One lifestyle choice that can have an extreme impact on the development of a child is a
mother’s use of alcohol during her pregnancy. Fetal Alcohol Syndrome is a disease that
affects children for their whole life. The effects of FAS are predictable and devastating
for the affected children, and those who must care for them.
Definition of Mutations
A chromosomal mutation is a major chance occurring in one or more of the
chromosomes, or in the number of chromosomes.
A gene mutation is a chemical change occurring in an individual gene (an individual
length of DNA).
Various factors cause mutations:
 Radiation – direct damage to DNA
 Gamma radiation – why atom bombs are so dangerous
 X-rays – why radiographers wear lead aprons
 Ultraviolet rays – why skin tans, and people wear sun
blockers
 Certain chemicals – called mutagens
 Copying errors – mistakes during DNA replication
Genes controlling rates of cell division are particularly susceptible to mutations.
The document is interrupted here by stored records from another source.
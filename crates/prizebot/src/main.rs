use anyhow::Result;
use dotenvy::dotenv;
use std::path::PathBuf;
use std::sync::Arc;
use std::time::Duration;
use teloxide::prelude::*;
use teloxide::RequestError;
use tokio::time::sleep;

use prizebot::cli::{Cli, Commands};
use prizebot::maintenance::{generate_teasers, seed_from_dir};
use prizebot::scheduler::start_broadcast_scheduler;
use prizebot::telegram::{create_bot, schema, setup_bot_commands, HandlerDeps, TelegramTeaserSink};
use prizecore::core::{init_logger, log_assets_configuration};
use prizecore::{config, create_pool, AssetStore, PrizeManager};

/// Main entry point for the prize bot
///
/// Parses CLI arguments and dispatches to appropriate subcommand.
#[tokio::main]
async fn main() -> Result<()> {
    let cli = Cli::parse_args();

    // Log panics from dispatcher and background tasks instead of dying silently
    std::panic::set_hook(Box::new(|panic_info| {
        log::error!("Panic caught: {:?}", panic_info);
        if let Some(location) = panic_info.location() {
            log::error!("Panic at {}:{}:{}", location.file(), location.line(), location.column());
        }
        if let Some(msg) = panic_info.payload().downcast_ref::<&str>() {
            log::error!("Panic message: {}", msg);
        }
    }));

    // Load environment variables from .env before any config is read
    let _ = dotenv();

    init_logger(&config::LOG_FILE_PATH)?;

    match cli.command {
        Some(Commands::Run) => run_bot().await,
        Some(Commands::Seed { dir }) => run_seed(dir),
        Some(Commands::Teasers) => run_teasers(),
        Some(Commands::Stats { json }) => run_stats(json),
        None => {
            log::info!("No command specified, running bot in default mode");
            run_bot().await
        }
    }
}

fn open_manager() -> Result<PrizeManager> {
    let pool = create_pool(&config::DATABASE_PATH)
        .map_err(|e| anyhow::anyhow!("Failed to create database pool: {}", e))?;
    Ok(PrizeManager::new(Arc::new(pool)))
}

/// Register images from IMAGES_DIR as prizes, importing `dir` into it first
fn run_seed(dir: Option<String>) -> Result<()> {
    let manager = open_manager()?;
    let assets = AssetStore::from_config();
    assets.ensure_dirs()?;

    let source = dir.map(PathBuf::from);
    let summary = seed_from_dir(&manager, &assets, source.as_deref())?;
    if let Some(source) = &source {
        println!("Imported {} image(s) from {}", summary.imported, source.display());
    }
    println!(
        "Seeded {} new prize(s) from {} image(s) in {}",
        summary.inserted,
        summary.found,
        assets.images_dir().display()
    );
    Ok(())
}

/// Pre-generate teasers for every known prize
fn run_teasers() -> Result<()> {
    let manager = open_manager()?;
    let assets = AssetStore::from_config();
    assets.ensure_dirs()?;

    let summary = generate_teasers(&manager, &assets)?;
    println!("Teasers ready: {}", summary.ready);
    if !summary.failed.is_empty() {
        println!("Failed: {}", summary.failed.join(", "));
    }
    Ok(())
}

/// Print prize pool statistics
fn run_stats(json: bool) -> Result<()> {
    let stats = open_manager()?.stats()?;

    if json {
        println!("{}", serde_json::to_string_pretty(&stats)?);
    } else {
        println!("Users:    {}", stats.users);
        println!("Prizes:   {}", stats.prizes);
        println!("Used:     {}", stats.used);
        println!("Claimed:  {}", stats.claimed);
        println!("Unused:   {}", stats.prizes.saturating_sub(stats.used));
    }
    Ok(())
}

fn is_retryable_startup_error(e: &RequestError) -> bool {
    matches!(
        e,
        RequestError::Network(_) | RequestError::RetryAfter(_) | RequestError::Io(_)
    ) || e.to_string().contains("restart")
}

async fn run_bot() -> Result<()> {
    let bot_init_start = std::time::Instant::now();
    log::info!("Starting bot...");

    log_assets_configuration();

    let bot = create_bot()?;

    // Retry while the Bot API is unreachable or still starting up
    let bot_info = {
        let startup_max_retries = config::retry::STARTUP_MAX_RETRIES;
        let mut startup_retry = 0;
        loop {
            match bot.get_me().await {
                Ok(info) => break info,
                Err(e) => {
                    startup_retry += 1;
                    if startup_retry >= startup_max_retries || !is_retryable_startup_error(&e) {
                        return Err(anyhow::anyhow!(
                            "Failed to connect to Bot API after {} attempt(s): {}",
                            startup_retry,
                            e
                        ));
                    }

                    log::warn!(
                        "Bot API not ready (attempt {}/{}): {}. Retrying in 5 seconds...",
                        startup_retry,
                        startup_max_retries,
                        e
                    );
                    sleep(Duration::from_secs(5)).await;
                }
            }
        }
    };
    log::info!("Bot username: {:?}, Bot ID: {}", bot_info.username.as_deref(), bot_info.id);

    if let Err(e) = setup_bot_commands(&bot).await {
        log::warn!("Failed to set bot commands: {}", e);
    }

    let manager = Arc::new(open_manager()?);
    let assets = Arc::new(AssetStore::from_config());
    assets.ensure_dirs()?;

    let stats = manager.stats()?;
    if stats.prizes == 0 {
        log::warn!("No prizes in the database; run `prizebot seed` to register images");
    } else {
        log::info!(
            "Prize pool: {} total, {} already broadcast, {} claimed, {} user(s)",
            stats.prizes,
            stats.used,
            stats.claimed,
            stats.users
        );
    }

    let _scheduler = start_broadcast_scheduler(
        Arc::clone(&manager),
        Arc::clone(&assets),
        Arc::new(TelegramTeaserSink::new(bot.clone())),
        config::broadcast::interval(),
    );

    let handler = schema(HandlerDeps::new(Arc::clone(&manager), Arc::clone(&assets)));

    log::info!("Bot initialization complete in {:.2}s", bot_init_start.elapsed().as_secs_f64());

    let mut retry_count = 0;
    let max_retries = config::retry::MAX_DISPATCHER_RETRIES;

    // Run the dispatcher with retry logic
    loop {
        let bot_clone = bot.clone();
        let handler_clone = handler.clone();

        // Separate task so a listener panic surfaces through the JoinHandle
        let handle = tokio::spawn(async move {
            use teloxide::update_listeners::Polling;

            let listener = Polling::builder(bot_clone.clone()).drop_pending_updates().build();

            Dispatcher::builder(bot_clone, handler_clone)
                .dependencies(DependencyMap::new())
                .enable_ctrlc_handler()
                .build()
                .dispatch_with_listener(
                    listener,
                    LoggingErrorHandler::with_custom_text("An error from the update listener"),
                )
                .await
        });

        match handle.await {
            Ok(()) => {
                log::info!("Dispatcher shutdown gracefully");
                break;
            }
            Err(join_err) if join_err.is_panic() => {
                log::error!("Dispatcher panicked: {}", join_err);

                if retry_count < max_retries {
                    retry_count += 1;
                    log::info!(
                        "Retrying dispatcher connection after panic (attempt {}/{})...",
                        retry_count,
                        max_retries
                    );
                    exponential_backoff(retry_count).await;
                } else {
                    log::error!("Max retries reached after panic. Exiting...");
                    break;
                }
            }
            Err(join_err) => {
                log::warn!("Dispatcher task was cancelled: {}", join_err);
                break;
            }
        }

        sleep(config::retry::dispatcher_delay()).await;
    }

    Ok(())
}

async fn exponential_backoff(retry_count: u32) {
    let delay = Duration::from_secs(config::retry::EXPONENTIAL_BACKOFF_BASE.pow(retry_count));
    sleep(delay).await;
}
If
these genes mutate, cells may begin to divide too quickly, causing a tumour; if it
then spreads through the body it is a cancer. Factors causing these mutations are
said to be carcinogenic.
Significance of Mutations
 They may not affect phenotype (subtle point), but they may do so, sometimes
catastrophically.
 They are the fundamental source of all genetic variation.
 Meiosis and fertilization merely shuffle up genes.
 They are random. Although they may be caused by an environmental effect,
they are not a specific response to a change in the environment, and they
are, therefore, mostly harmful.
 Any mutation of a body cell can have serious consequences for the individual,
but a mutation in a sex cell could have consequences for future generations
since the mutation can be passed on to the next generation.